Because of these dangerous activity, he and other crews boat were arrested in 1988 but released the same year.
Later that year, Herman decided enough and went to work in grouper aqua farm. A program supported by government to promote sustainable fishing industry.
In 1995 his father Marianus met Max Ammer who were looking to lease land on Kri island and ask him to work for his new eco resort that later known as Kri Eco Resort.
Marianus and his son Herman to join him and two other men Habel Sauyai and Boas Sauyai to work for Max Ammer. These four people were the first employees that built the first resort in Raja Ampat. The year of 1995 was the year Herman introduction to hospitality business.
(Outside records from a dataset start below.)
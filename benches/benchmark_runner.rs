/// Benchmark runner for transparent proxies.
///
/// Compares operations on proxied values against the same operations on the
/// bare values.

extern crate just_proxy;

use just_proxy::runner::context::EvalContext;
use just_proxy::runner::ds::object_property::PropertyKey;
use just_proxy::runner::ds::operations::arithmetic::add_values;
use just_proxy::runner::ds::operations::object::{get_v, invoke};
use just_proxy::runner::ds::transparent_proxy::TransparentProxy;
use just_proxy::runner::ds::value::JsValue;
use std::time::{Duration, Instant};

type Workload = fn(&mut EvalContext, &JsValue) -> JsValue;

/// Run `workload` against a fresh value `iterations` times.
fn run_benchmark(
    workload: Workload,
    make_value: &dyn Fn() -> JsValue,
    iterations: u32,
) -> (Duration, JsValue) {
    let mut ctx = EvalContext::new();
    let mut last = JsValue::Undefined;

    let start = Instant::now();
    for _ in 0..iterations {
        let value = make_value();
        last = workload(&mut ctx, &value);
    }
    (start.elapsed(), last)
}

fn proxied(value: JsValue) -> JsValue {
    JsValue::from(TransparentProxy::new(move |_| Ok(value.clone())))
}

// ============================================================================
// Workloads
// ============================================================================

fn add_five(ctx: &mut EvalContext, v: &JsValue) -> JsValue {
    add_values(ctx, v, &JsValue::from(5)).unwrap_or(JsValue::Undefined)
}

fn read_length_many(ctx: &mut EvalContext, v: &JsValue) -> JsValue {
    let key = PropertyKey::from("length");
    let mut last = JsValue::Undefined;
    for _ in 0..100 {
        last = get_v(ctx, v, &key).unwrap_or(JsValue::Undefined);
    }
    last
}

fn upper_case(ctx: &mut EvalContext, v: &JsValue) -> JsValue {
    invoke(ctx, v, "toUpperCase", vec![]).unwrap_or(JsValue::Undefined)
}

fn stringify(ctx: &mut EvalContext, v: &JsValue) -> JsValue {
    match ctx.get_global("JSON") {
        Ok(json) => invoke(ctx, &json, "stringify", vec![v.clone()]).unwrap_or(JsValue::Undefined),
        Err(_) => JsValue::Undefined,
    }
}

fn main() {
    println!("=======================================================");
    println!("  Transparent Proxy - Performance Benchmarks");
    println!("  Bare value vs proxied value");
    println!("=======================================================\n");

    let benchmarks: Vec<(&str, Workload, JsValue, u32)> = vec![
        ("Add (number)", add_five as Workload, JsValue::from(1.23), 10000),
        ("Add (string)", add_five as Workload, JsValue::from("string"), 10000),
        ("Length x100 (string)", read_length_many as Workload, JsValue::from("string"), 1000),
        ("toUpperCase", upper_case as Workload, JsValue::from("string"), 10000),
        ("JSON.stringify", stringify as Workload, JsValue::from("string"), 10000),
    ];

    println!("{:<30} {:>14} {:>14} {:>10}", "Benchmark", "Bare", "Proxied", "Overhead");
    println!("{}", "-".repeat(70));

    let mut total_bare = Duration::ZERO;
    let mut total_proxied = Duration::ZERO;
    let mut mismatches = vec![];

    for (name, workload, value, iterations) in &benchmarks {
        let bare_value = value.clone();
        let proxied_value = value.clone();
        let (bare_dur, bare_result) =
            run_benchmark(*workload, &move || bare_value.clone(), *iterations);
        let (proxied_dur, proxied_result) =
            run_benchmark(*workload, &move || proxied(proxied_value.clone()), *iterations);
        total_bare += bare_dur;
        total_proxied += proxied_dur;

        if bare_result != proxied_result {
            mismatches.push(*name);
        }

        let overhead = proxied_dur.as_secs_f64() / bare_dur.as_secs_f64();
        println!(
            "{:<30} {:>12.2?} {:>12.2?} {:>9.2}x",
            name, bare_dur, proxied_dur, overhead
        );
    }

    println!("{}", "-".repeat(70));
    let total_overhead = total_proxied.as_secs_f64() / total_bare.as_secs_f64();
    println!(
        "{:<30} {:>12.2?} {:>12.2?} {:>9.2}x",
        "TOTAL", total_bare, total_proxied, total_overhead
    );

    println!("\n=======================================================");
    println!("  Correctness Verification");
    println!("=======================================================\n");

    if mismatches.is_empty() {
        println!("All proxied results match the bare results ✓");
    } else {
        for name in mismatches {
            println!("{:<30} ✗ proxied result differs", name);
        }
    }
}
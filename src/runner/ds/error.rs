use thiserror::Error;

#[derive(Debug, Clone, PartialEq, Error)]
pub enum JErrorType {
    #[error("Uncaught reference error: {0}.")]
    ReferenceError(String),
    #[error("Uncaught type error: {0}.")]
    TypeError(String),
    #[error("Uncaught range error: {0}.")]
    RangeError(String),
    #[error("Uncaught syntax error: {0}.")]
    SyntaxError(String),
}

#[cfg(test)]
mod tests {
    use super::*;

    #[test]
    fn test_display_keeps_uncaught_format() {
        let e = JErrorType::TypeError("'x' is not a function".to_string());
        assert_eq!(e.to_string(), "Uncaught type error: 'x' is not a function.");
    }
}
// ============================================================================
// Forwarding
// ============================================================================

mod forwarding_tests {
    use super::*;
    use pretty_assertions::assert_eq;

    fn sample_object(ctx: &mut EvalContext) -> JsObjectType {
        let o: JsObjectType = ctx.realm().create_object();
        put_property(ctx, &o, PropertyKey::from("a"), JsValue::from(1)).unwrap();
        put_property(ctx, &o, PropertyKey::from(2), JsValue::from("two")).unwrap();
        put_property(ctx, &o, PropertyKey::from("b"), JsValue::Null).unwrap();
        o
    }

    #[test]
    fn test_results_match_the_delegate() {
        let mut ctx = EvalContext::new();
        let direct = sample_object(&mut ctx);
        let wrapped = sample_object(&mut ctx);
        let (proxy, _) = counted_proxy(JsValue::Object(wrapped));
        let proxy: JsObjectType = proxy;

        let keys = [
            PropertyKey::from("a"),
            PropertyKey::from(2),
            PropertyKey::from("b"),
            PropertyKey::from("missing"),
        ];
        for key in &keys {
            assert_eq!(
                proxy.get(&mut ctx, key, &proxy).unwrap(),
                direct.get(&mut ctx, key, &direct).unwrap()
            );
            assert_eq!(
                proxy.has(&mut ctx, key, &proxy).unwrap(),
                direct.has(&mut ctx, key, &direct).unwrap()
            );
        }
        assert_eq!(proxy.get_ids(&mut ctx).unwrap(), direct.get_ids(&mut ctx).unwrap());
        assert_eq!(
            proxy.get_class_name(&mut ctx).unwrap(),
            direct.get_class_name(&mut ctx).unwrap()
        );

        proxy.delete(&mut ctx, &PropertyKey::from("a")).unwrap();
        direct.delete(&mut ctx, &PropertyKey::from("a")).unwrap();
        assert_eq!(proxy.get_ids(&mut ctx).unwrap(), direct.get_ids(&mut ctx).unwrap());
        assert_eq!(
            proxy.get(&mut ctx, &PropertyKey::from("a"), &proxy).unwrap(),
            None
        );
    }

    #[test]
    fn test_writes_land_on_the_delegate() {
        let mut ctx = EvalContext::new();
        let delegate: JsObjectType = ctx.realm().create_object();
        let (proxy, _) = counted_proxy(JsValue::Object(delegate.clone()));
        let proxy: JsObjectType = proxy;

        put_property(&mut ctx, &proxy, PropertyKey::from("x"), JsValue::from(7)).unwrap();
        assert_eq!(get(&mut ctx, &proxy, &PropertyKey::from("x")).unwrap(), JsValue::from(7));
        assert_eq!(
            delegate.get(&mut ctx, &PropertyKey::from("x"), &delegate).unwrap(),
            Some(JsValue::from(7))
        );

        put_property(&mut ctx, &proxy, PropertyKey::from("x"), JsValue::from(8)).unwrap();
        assert_eq!(get(&mut ctx, &delegate, &PropertyKey::from("x")).unwrap(), JsValue::from(8));
    }

    #[test]
    fn test_index_keys_write_and_delete_through_the_proxy() {
        let mut ctx = EvalContext::new();
        let delegate: JsObjectType = ctx.realm().create_object();
        let (proxy, _) = counted_proxy(JsValue::Object(delegate.clone()));
        let proxy: JsObjectType = proxy;

        proxy
            .put(&mut ctx, PropertyKey::from(0), &proxy, JsValue::from("zero"))
            .unwrap();
        assert_eq!(
            delegate.get(&mut ctx, &PropertyKey::from(0), &delegate).unwrap(),
            Some(JsValue::from("zero"))
        );
        assert_eq!(
            get(&mut ctx, &proxy, &PropertyKey::from("0")).unwrap(),
            JsValue::from("zero")
        );

        proxy.delete(&mut ctx, &PropertyKey::from(0)).unwrap();
        assert_eq!(
            delegate.get(&mut ctx, &PropertyKey::from(0), &delegate).unwrap(),
            None
        );
        assert!(!proxy.has(&mut ctx, &PropertyKey::from(0), &proxy).unwrap());
    }

    #[test]
    fn test_string_indices_are_read_only_through_the_proxy() {
        let mut ctx = EvalContext::new();
        let (proxy, _) = counted_proxy(JsValue::from("str"));
        let value = as_value(&proxy);
        let obj: JsObjectType = proxy.clone();

        assert_eq!(
            get_v(&mut ctx, &value, &PropertyKey::from("0")).unwrap(),
            JsValue::from("s")
        );
        put_property(&mut ctx, &obj, PropertyKey::from(0), JsValue::from("x")).unwrap();
        obj.delete(&mut ctx, &PropertyKey::from(0)).unwrap();
        assert_eq!(
            get_v(&mut ctx, &value, &PropertyKey::from(0)).unwrap(),
            JsValue::from("s")
        );
    }

    #[test]
    fn test_stateful_delegate_reads_and_serialization() {
        let mut ctx = EvalContext::new();
        let scriptable: JsObjectType = Rc::new(TestScriptable::new());
        let value = JsValue::from(TransparentProxy::new(move |_: &mut EvalContext| {
            Ok(JsValue::Object(scriptable.clone()))
        }));
        ctx.set_global("test", value).unwrap();

        for expected in 0..3 {
            let test = ctx.get_global("test").unwrap();
            assert_eq!(
                get_v(&mut ctx, &test, &PropertyKey::from("i")).unwrap(),
                JsValue::from(expected)
            );
        }

        let test = ctx.get_global("test").unwrap();
        assert_eq!(stringify(&mut ctx, test), JsValue::from("{\"i\":3}"));
    }

    #[test]
    fn test_delegate_errors_pass_through_unchanged() {
        let mut ctx = EvalContext::new();
        let proxy = TransparentProxy::new(|_: &mut EvalContext| {
            let scriptable: JsObjectType = Rc::new(TestScriptable::new());
            Ok(JsValue::Object(scriptable))
        })
        .into_object();

        let expected = JErrorType::TypeError("unsupported operation".to_string());
        assert_eq!(
            proxy
                .put(&mut ctx, PropertyKey::from("i"), &proxy, JsValue::from(1))
                .unwrap_err(),
            expected
        );
        assert_eq!(
            proxy.delete(&mut ctx, &PropertyKey::from("i")).unwrap_err(),
            expected
        );
        assert_eq!(proxy.get_parent_scope(&mut ctx).err(), Some(expected.clone()));
        assert_eq!(
            proxy.set_prototype(&mut ctx, None).unwrap_err(),
            expected
        );
    }

    #[test]
    fn test_prototype_and_parent_scope_are_forwarded() {
        let mut ctx = EvalContext::new();
        let delegate: JsObjectType = ctx.realm().create_object();
        let proxy = {
            let delegate = delegate.clone();
            TransparentProxy::new(move |_: &mut EvalContext| Ok(JsValue::Object(delegate.clone())))
                .into_object()
        };
        let proto: JsObjectType = ctx.realm().create_object();
        let scope = ctx.global_object();

        proxy.set_prototype(&mut ctx, Some(proto.clone())).unwrap();
        proxy.set_parent_scope(&mut ctx, Some(scope.clone())).unwrap();

        let seen_proto = delegate.get_prototype(&mut ctx).unwrap().unwrap();
        assert!(Rc::ptr_eq(&seen_proto, &proto));
        let seen_scope = proxy.get_parent_scope(&mut ctx).unwrap().unwrap();
        assert!(Rc::ptr_eq(&seen_scope, &scope));

        put_property(&mut ctx, &proto, PropertyKey::from("inherited"), JsValue::from(true)).unwrap();
        assert_eq!(
            get(&mut ctx, &proxy, &PropertyKey::from("inherited")).unwrap(),
            JsValue::from(true)
        );
    }

    #[test]
    fn test_instance_of_through_a_proxy() {
        let mut ctx = EvalContext::new();
        let string_ctor = ctx.get_global("String").unwrap();
        let object_ctor = ctx.get_global("Object").unwrap();
        let number_ctor = ctx.get_global("Number").unwrap();
        let value = JsValue::from(TransparentProxy::new(|_: &mut EvalContext| {
            Ok(JsValue::from("abc"))
        }));

        assert!(instance_of(&mut ctx, &value, &string_ctor).unwrap());
        assert!(instance_of(&mut ctx, &value, &object_ctor).unwrap());
        assert!(!instance_of(&mut ctx, &value, &number_ctor).unwrap());

        // The proxy may stand for the constructor as well.
        let ctor_proxy = {
            let ctor = string_ctor.clone();
            JsValue::from(TransparentProxy::new(move |_: &mut EvalContext| Ok(ctor.clone())))
        };
        let boxed = JsValue::Object(ctx.to_object(&JsValue::from("x")).unwrap());
        assert!(instance_of(&mut ctx, &boxed, &ctor_proxy).unwrap());
    }

    #[test]
    fn test_callable_delegate() {
        let mut ctx = EvalContext::new();
        let parse_int = ctx.get_global("parseInt").unwrap();
        let proxy = TransparentProxy::new(move |_: &mut EvalContext| Ok(parse_int.clone()))
            .into_object();

        assert!(proxy.is_callable(&mut ctx).unwrap());
        assert_eq!(
            proxy
                .call(&mut ctx, JsValue::Undefined, vec![JsValue::from("12px")])
                .unwrap(),
            JsValue::from(12)
        );
    }
}

// ============================================================================
// Coercion
// ============================================================================

mod coercion_tests {
    use super::*;
    use pretty_assertions::assert_eq;

    #[test]
    fn test_number_default_value_is_the_raw_value() {
        let mut ctx = EvalContext::new();
        let (proxy, _) = counted_proxy(JsValue::from(1.23));

        assert_eq!(
            proxy.get_default_value(&mut ctx, PreferredType::Number).unwrap(),
            JsValue::from(1.23)
        );
        assert_eq!(to_string(&mut ctx, &as_value(&proxy)).unwrap(), "1.23");
    }

    #[test]
    fn test_number_scenario() {
        let mut ctx = EvalContext::new();
        let (proxy, _) = counted_proxy(JsValue::from(1.23));
        ctx.set_global("test", as_value(&proxy)).unwrap();
        let test = ctx.get_global("test").unwrap();

        assert_eq!(
            add_values(&mut ctx, &test, &JsValue::from(5)).unwrap(),
            JsValue::from(6.23)
        );
        assert_eq!(
            get_v(&mut ctx, &test, &PropertyKey::from("length")).unwrap(),
            JsValue::Undefined
        );
        assert_eq!(
            invoke(&mut ctx, &test, "toString", vec![]).unwrap(),
            JsValue::from("1.23")
        );
        assert_eq!(stringify(&mut ctx, test.clone()), JsValue::from("1.23"));
        assert_eq!(
            call_global(&mut ctx, "parseInt", vec![test.clone()]),
            JsValue::from(1)
        );

        let sum = add_values(&mut ctx, &test, &JsValue::from(10)).unwrap();
        ctx.set_global("test", sum).unwrap();
        assert_eq!(ctx.get_global("test").unwrap(), JsValue::from(11.23));
    }

    #[test]
    fn test_string_scenario() {
        let mut ctx = EvalContext::new();
        let (proxy, _) = counted_proxy(JsValue::from("string"));
        ctx.set_global("test", as_value(&proxy)).unwrap();
        let test = ctx.get_global("test").unwrap();

        assert_eq!(
            add_values(&mut ctx, &test, &JsValue::from(5)).unwrap(),
            JsValue::from("string5")
        );
        assert_eq!(
            get_v(&mut ctx, &test, &PropertyKey::from("length")).unwrap(),
            JsValue::from(6)
        );
        assert_eq!(
            invoke(&mut ctx, &test, "toString", vec![]).unwrap(),
            JsValue::from("string")
        );
        assert_eq!(stringify(&mut ctx, test.clone()), JsValue::from("\"string\""));
        assert_eq!(
            call_global(&mut ctx, "parseInt", vec![test.clone()]),
            JsValue::Number(JsNumberType::NaN)
        );

        let sum = add_values(&mut ctx, &test, &JsValue::from(10)).unwrap();
        ctx.set_global("test", sum).unwrap();
        assert_eq!(ctx.get_global("test").unwrap(), JsValue::from("string10"));
    }

    #[test]
    fn test_boolean_scenario() {
        let mut ctx = EvalContext::new();
        let (proxy, _) = counted_proxy(JsValue::from(true));
        let test = as_value(&proxy);

        assert_eq!(
            add_values(&mut ctx, &test, &JsValue::from(1)).unwrap(),
            JsValue::from(2)
        );
        assert_eq!(
            invoke(&mut ctx, &test, "toString", vec![]).unwrap(),
            JsValue::from("true")
        );
        assert_eq!(stringify(&mut ctx, test), JsValue::from("true"));
    }

    /// Boxes every primitive into a plain object holding it under `value`.
    struct RecordCoercion;

    impl ObjectCoercion for RecordCoercion {
        fn to_object(
            &self,
            ctx: &mut EvalContext,
            value: &JsValue,
        ) -> Result<JsObjectType, JErrorType> {
            if let JsValue::Object(o) = value {
                return Ok(o.clone());
            }
            let record = allocate(CoreObject::new(Some(ctx.realm().object_prototype())));
            put_property(ctx, &record, PropertyKey::from("value"), value.clone())?;
            Ok(record)
        }
    }

    #[test]
    fn test_host_coercion_builds_the_delegate() {
        let mut ctx = EvalContext::new().with_coercion(Rc::new(RecordCoercion));
        let (proxy, _) = counted_proxy(JsValue::from("abc"));
        let proxy: JsObjectType = proxy;

        assert_eq!(proxy.get_class_name(&mut ctx).unwrap(), "Object");
        assert_eq!(
            get(&mut ctx, &proxy, &PropertyKey::from("value")).unwrap(),
            JsValue::from("abc")
        );
        assert_eq!(
            get(&mut ctx, &proxy, &PropertyKey::from("length")).unwrap(),
            JsValue::Undefined
        );
    }
}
Under Max Ammer, he worked various job as a construction, boat captain, mechanic, guide, etc.
By the early 2000s large fish operations began to disappear and fishers targeted small fish to supply the ornamental fish trade. The early 2000s was also a blessing. This is the time when several conservation NGO started to notice Raja Ampat. They actively began to raise awareness of the destructive effects of cyanide and blast fishing.
The awareness program have had some positive impacts. Many Raja Ampat fishers understand the importance of protecting the ocean that have provide food for generation. They stopped blast and cyanide fishing, shifting instead to longlines and gillnets which are more environmentally friendly.
Churches in the villages across Raja Ampat have actively promoted conservation in the sermons as well elders lead the way in self-imposed ban on use of destructive fishing methods. Local fishers who engage in blast fishing are despised by village chiefs and local elders.
The message of conservation has inspired villagers to support the implementation of large area of no fishing zone that we see today.